For Chloe, she’s never been away from the 3 of us. Julianna, being older, went to camp the first time with Chloe at home but it’s never been the other way around. I think this is what really hit her last night and I think it because she told me so. She knows that 2 of her cousins will be at camp but her sister won’t be. Julianna is her safety blanket.

Meanwhile, Julianna is going through her own struggle. She LOVES camp. She loves having Chloe around all the time. She loves her camp friends. She loves and feels so strongly and deeply that the idea that those same 2 cousins and her sister are going away for 3.5 weeks without her makes her feel alone. She knows that she also gets her turn to go and her summer is also going to be just as incredible but in the moment, it’s very challenging for her. I get it. She just wants to be there.

When we go to drive Chloe, Julianna will stay home. For Chloe, it’s a bandaid rip with drop-off. She even told us she’d like to say goodbye to us at home before we drive to camp (1.5 hours) so when we get there, she can just go. COVID has changed the format for drop-off this summer. Parents drop their kids and their stuff off near the main entrance and leave. There is no driving to the cabins and meeting the counselors and helping the kids unpack. Julianna coming with us, having to watch Chloe walk off and not being able to get out of the car will be torture for both of them and I’m not subjecting myself to having to watch that.

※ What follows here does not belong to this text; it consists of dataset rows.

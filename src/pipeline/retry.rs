//! Bounded retry for structured model calls.
//!
//! A structured call can fail in ways that another attempt may fix: the
//! model emitted something that is not the JSON we asked for, or the service
//! hiccuped (timeout, 429, 5xx). Both share one attempt budget. A malformed
//! reply is retried immediately with a slightly higher sampling temperature,
//! nudging the model off the path that produced the bad output; a transient
//! error is retried after an exponential backoff at the same temperature.
//!
//! Everything else (a content-policy refusal, a rejected API key, a missing
//! local program) is returned on the first occurrence.

use crate::error::RecognizeError;
use std::future::Future;
use tokio::time::{sleep, Duration};
use tracing::warn;

/// Attempts per structured call, the first one included.
pub const MAX_STRUCTURED_ATTEMPTS: u32 = 3;

/// Highest temperature the policy will ever request.
pub const MAX_TEMPERATURE: f32 = 2.0;

/// How attempts are spaced and parameterised.
#[derive(Debug, Clone, Copy, PartialEq)]
pub struct RetryPolicy {
    pub max_attempts: u32,
    pub base_temperature: f32,
    pub temperature_step: f32,
    pub backoff_ms: u64,
}

impl Default for RetryPolicy {
    fn default() -> Self {
        Self {
            max_attempts: MAX_STRUCTURED_ATTEMPTS,
            base_temperature: 0.0,
            temperature_step: 0.1,
            backoff_ms: 500,
        }
    }
}

/// Parameters of one attempt.
#[derive(Debug, Clone, Copy, PartialEq)]
pub struct AttemptParams {
    /// 1-indexed attempt number.
    pub attempt: u32,
    pub temperature: f32,
}

/// A successful value and the attempt that produced it.
#[derive(Debug, Clone)]
pub struct Attempted<T> {
    pub value: T,
    pub attempts: u32,
}

impl RetryPolicy {
    /// Parameters of the first attempt.
    pub fn first(&self) -> AttemptParams {
        AttemptParams {
            attempt: 1,
            temperature: self.base_temperature,
        }
    }

    /// Parameters of the attempt following `prev`, which failed with `err`.
    pub fn next(&self, prev: AttemptParams, err: &RecognizeError) -> AttemptParams {
        let temperature = match err {
            RecognizeError::Malformed { .. } => {
                (prev.temperature + self.temperature_step).min(MAX_TEMPERATURE)
            }
            _ => prev.temperature,
        };
        AttemptParams {
            attempt: prev.attempt + 1,
            temperature,
        }
    }

    /// Delay before the attempt following `prev`.
    pub fn delay_after(&self, prev: AttemptParams, err: &RecognizeError) -> Duration {
        match err {
            RecognizeError::Transient { .. } => {
                Duration::from_millis(self.backoff_ms.saturating_mul(1 << (prev.attempt - 1).min(16)))
            }
            _ => Duration::ZERO,
        }
    }
}

/// Run `call` until it succeeds, fails with a non-retryable error, or the
/// policy's attempts are used up.
///
/// When the budget is exhausted the result is [`RecognizeError::Exhausted`]
/// carrying the last error; it is raised on the final allowed failure and
/// never earlier.
pub async fn with_retry<T, F, Fut>(
    policy: &RetryPolicy,
    label: &str,
    mut call: F,
) -> Result<Attempted<T>, RecognizeError>
where
    F: FnMut(AttemptParams) -> Fut,
    Fut: Future<Output = Result<T, RecognizeError>>,
{
    let mut params = policy.first();
    loop {
        match call(params).await {
            Ok(value) => {
                return Ok(Attempted {
                    value,
                    attempts: params.attempt,
                })
            }
            Err(err) if err.is_retryable() && params.attempt < policy.max_attempts => {
                warn!(
                    "{}: attempt {}/{} failed — {}",
                    label, params.attempt, policy.max_attempts, err
                );
                let delay = policy.delay_after(params, &err);
                if !delay.is_zero() {
                    sleep(delay).await;
                }
                params = policy.next(params, &err);
            }
            Err(err) if err.is_retryable() => {
                warn!(
                    "{}: attempt {}/{} failed, giving up — {}",
                    label, params.attempt, policy.max_attempts, err
                );
                return Err(RecognizeError::Exhausted {
                    attempts: params.attempt,
                    last: Box::new(err),
                });
            }
            Err(err) => return Err(err),
        }
    }
}

#[cfg(test)]
mod tests {
    use super::*;
    use std::sync::atomic::{AtomicU32, Ordering};
    use std::sync::Mutex;

    fn quick() -> RetryPolicy {
        RetryPolicy {
            backoff_ms: 0,
            ..RetryPolicy::default()
        }
    }

    fn malformed() -> RecognizeError {
        RecognizeError::Malformed {
            detail: "EOF while parsing".into(),
        }
    }

    #[tokio::test]
    async fn three_malformed_replies_fail_on_the_third() {
        let calls = AtomicU32::new(0);
        let result: Result<Attempted<()>, _> = with_retry(&quick(), "page 1", |_| {
            calls.fetch_add(1, Ordering::SeqCst);
            async { Err(malformed()) }
        })
        .await;

        assert_eq!(calls.load(Ordering::SeqCst), 3);
        match result {
            Err(RecognizeError::Exhausted { attempts, last }) => {
                assert_eq!(attempts, 3);
                assert!(matches!(*last, RecognizeError::Malformed { .. }));
            }
            other => panic!("expected Exhausted, got {other:?}"),
        }
    }

    #[tokio::test]
    async fn success_on_third_attempt_is_returned() {
        let calls = AtomicU32::new(0);
        let result = with_retry(&quick(), "page 1", |p| {
            calls.fetch_add(1, Ordering::SeqCst);
            async move {
                if p.attempt < 3 {
                    Err(malformed())
                } else {
                    Ok("ok")
                }
            }
        })
        .await
        .unwrap();

        assert_eq!(result.value, "ok");
        assert_eq!(result.attempts, 3);
        assert_eq!(calls.load(Ordering::SeqCst), 3);
    }

    #[tokio::test]
    async fn temperature_rises_only_after_malformed_replies() {
        let seen = Mutex::new(Vec::new());
        let policy = quick();
        let _ = with_retry(&policy, "block 2", |p| {
            seen.lock().unwrap().push(p.temperature);
            async move {
                match p.attempt {
                    1 => Err::<(), _>(RecognizeError::Transient {
                        detail: "429".into(),
                    }),
                    _ => Err(malformed()),
                }
            }
        })
        .await;

        let seen = seen.into_inner().unwrap();
        assert_eq!(seen.len(), 3);
        assert_eq!(seen[0], 0.0);
        assert_eq!(seen[1], 0.0, "transient errors keep the temperature");
        assert!((seen[2] - 0.1).abs() < 1e-6);
    }

    #[tokio::test]
    async fn refusal_is_not_retried() {
        let calls = AtomicU32::new(0);
        let result: Result<Attempted<()>, _> = with_retry(&quick(), "page 9", |_| {
            calls.fetch_add(1, Ordering::SeqCst);
            async {
                Err(RecognizeError::refused("content_filter"))
            }
        })
        .await;

        assert_eq!(calls.load(Ordering::SeqCst), 1);
        assert!(matches!(result, Err(RecognizeError::Refused { .. })));
    }

    #[test]
    fn backoff_doubles_for_transient_errors() {
        let policy = RetryPolicy::default();
        let transient = RecognizeError::Transient {
            detail: "503".into(),
        };
        let first = policy.first();
        assert_eq!(policy.delay_after(first, &transient), Duration::from_millis(500));
        let second = policy.next(first, &transient);
        assert_eq!(policy.delay_after(second, &transient), Duration::from_millis(1000));
        assert_eq!(policy.delay_after(first, &malformed()), Duration::ZERO);
    }

    #[test]
    fn temperature_is_capped() {
        let policy = RetryPolicy {
            base_temperature: 1.95,
            ..RetryPolicy::default()
        };
        let next = policy.next(policy.first(), &malformed());
        assert_eq!(next.temperature, MAX_TEMPERATURE);
    }
}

So now we’ll leave our house, with Julianna home, almost certainly crying on her own, as she watches her sister go away for 3.5 weeks. She even got a call last night from one of her closest camp friends, who is going to come over shortly after we leave, and who also has a younger sister going to camp, so they can be happy for their sisters and sad for themselves; together.

In 3.5 weeks we will go pick Chloe up and bring her home and for 3 days they will be reunited. They will go back to bickering a little and laughing a lot and annoying each other a little and still wanting to have sleepovers every opportunity. After those 3 days, Julianna will get her turn to go away for 3.5 weeks and we’ll do the whole thing again, in reverse.

None of this is ideal and all of this is worth it.

Camp, for me, represents one of the most influential and special places and times in my life. My wife, my best friends, the hardest I’ve ever laughed, my funniest and craziest stories, learning how to be independent, and learning how to be a good friend all happened at camp.

Chloe and Julianna are both getting their own version of that story and I could not be happier that they are starting to get back to some kind of normal for them, even if the ride is a bit more turbulent than previous years.

3 times a week, while at camp, the campers are required to write letters home to tell their families how it’s going. Here’s the thing: I know how it’s going. It’s camp. If there was ever a real problem, someone from camp would call me. I’m not at all concerned that there will be a problem and I have complete trust in the staff at camp to provide an incredible and safe experience for my daughters and for all the other kids.

Doesn’t matter.

I’ll still be waiting at our mailbox, every day, when Rick the Mailman drives by, to see if there’s an envelope addressed to Mom & Dad because it’s not just Chloe or Julianna’s routine that is changing.

It turns out that I’m going to miss them, one at a time, too.